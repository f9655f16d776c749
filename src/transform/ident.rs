//! Stable, content-derived identifiers for idempotent re-imports.
//!
//! Ids are UUIDv5 over a pipe-joined key of normalized fields, namespaced
//! with a dataset tag so ids from other source datasets never collide.
//! Re-running over unchanged input yields the same ids, which keeps bulk
//! re-imports from creating duplicate rows.

use uuid::Uuid;

/// Namespacing tag for this dataset's identifiers.
const DATASET_TAG: &str = "functional-fitness";

/// Deterministic id for a key. Stable across runs.
pub fn stable_id(key: &str) -> String {
    let name = format!("{}:{}", DATASET_TAG, key);
    Uuid::new_v5(&Uuid::NAMESPACE_URL, name.as_bytes()).to_string()
}

/// Identifier key for an exercise: pipe-joined subset of normalized
/// fields chosen to keep collisions rare.
pub fn exercise_key(name: &str, equipment: &str, prime_mover: &str, movement: &str) -> String {
    [name, equipment, prime_mover, movement].join("|")
}

/// Repair id collisions after a batch, in place.
///
/// The first occurrence of an id keeps it unchanged. Each later
/// duplicate re-hashes `"<original>:<n>"` with `n` starting at 2,
/// incrementing until the candidate is unused. Returns the number of
/// ids rewritten.
pub fn repair_collisions(ids: &mut [String]) -> usize {
    use std::collections::{HashMap, HashSet};

    let mut used: HashSet<String> = HashSet::new();
    let mut occurrences: HashMap<String, u32> = HashMap::new();
    let mut rewritten = 0;

    for id in ids.iter_mut() {
        let occurrence = {
            let count = occurrences.entry(id.clone()).or_insert(0);
            *count += 1;
            *count
        };

        if occurrence == 1 && used.insert(id.clone()) {
            continue;
        }

        let original = id.clone();
        let mut n = occurrence.max(2);
        loop {
            let candidate = stable_id(&format!("{}:{}", original, n));
            if used.insert(candidate.clone()) {
                *id = candidate;
                rewritten += 1;
                break;
            }
            n += 1;
        }
    }

    rewritten
}

#[cfg(test)]
mod tests {
    use super::*;

    #[test]
    fn test_stable_id_is_deterministic() {
        let key = exercise_key("Back Squat", "Barbell", "Gluteus Maximus", "Squat");
        assert_eq!(stable_id(&key), stable_id(&key));
    }

    #[test]
    fn test_stable_id_changes_with_any_key_field() {
        let base = stable_id(&exercise_key("Back Squat", "Barbell", "Gluteus Maximus", "Squat"));
        let name = stable_id(&exercise_key("Front Squat", "Barbell", "Gluteus Maximus", "Squat"));
        let equip = stable_id(&exercise_key("Back Squat", "Dumbbell", "Gluteus Maximus", "Squat"));
        let mover = stable_id(&exercise_key("Back Squat", "Barbell", "Quadriceps", "Squat"));
        let movement = stable_id(&exercise_key("Back Squat", "Barbell", "Gluteus Maximus", "Hinge"));

        assert_ne!(base, name);
        assert_ne!(base, equip);
        assert_ne!(base, mover);
        assert_ne!(base, movement);
    }

    #[test]
    fn test_stable_id_is_uuid_shaped() {
        let id = stable_id("anything");
        assert_eq!(id.len(), 36);
        assert_eq!(id.matches('-').count(), 4);
    }

    #[test]
    fn test_repair_keeps_first_occurrence() {
        let dup = stable_id("same-key");
        let mut ids = vec![dup.clone(), dup.clone(), dup.clone()];

        let rewritten = repair_collisions(&mut ids);

        assert_eq!(rewritten, 2);
        assert_eq!(ids[0], dup);
        assert_ne!(ids[1], dup);
        assert_ne!(ids[2], dup);
        assert_ne!(ids[1], ids[2]);
    }

    #[test]
    fn test_repair_is_deterministic() {
        let dup = stable_id("same-key");
        let mut first = vec![dup.clone(), dup.clone()];
        let mut second = vec![dup.clone(), dup.clone()];

        repair_collisions(&mut first);
        repair_collisions(&mut second);

        assert_eq!(first, second);
    }

    #[test]
    fn test_repair_leaves_unique_ids_alone() {
        let mut ids = vec![stable_id("a"), stable_id("b"), stable_id("c")];
        let snapshot = ids.clone();

        assert_eq!(repair_collisions(&mut ids), 0);
        assert_eq!(ids, snapshot);
    }
}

:::

> **Exercise requirements**: Only the number is needed here: how many lines in the data contain "joined"?

> **Expected answer**: 2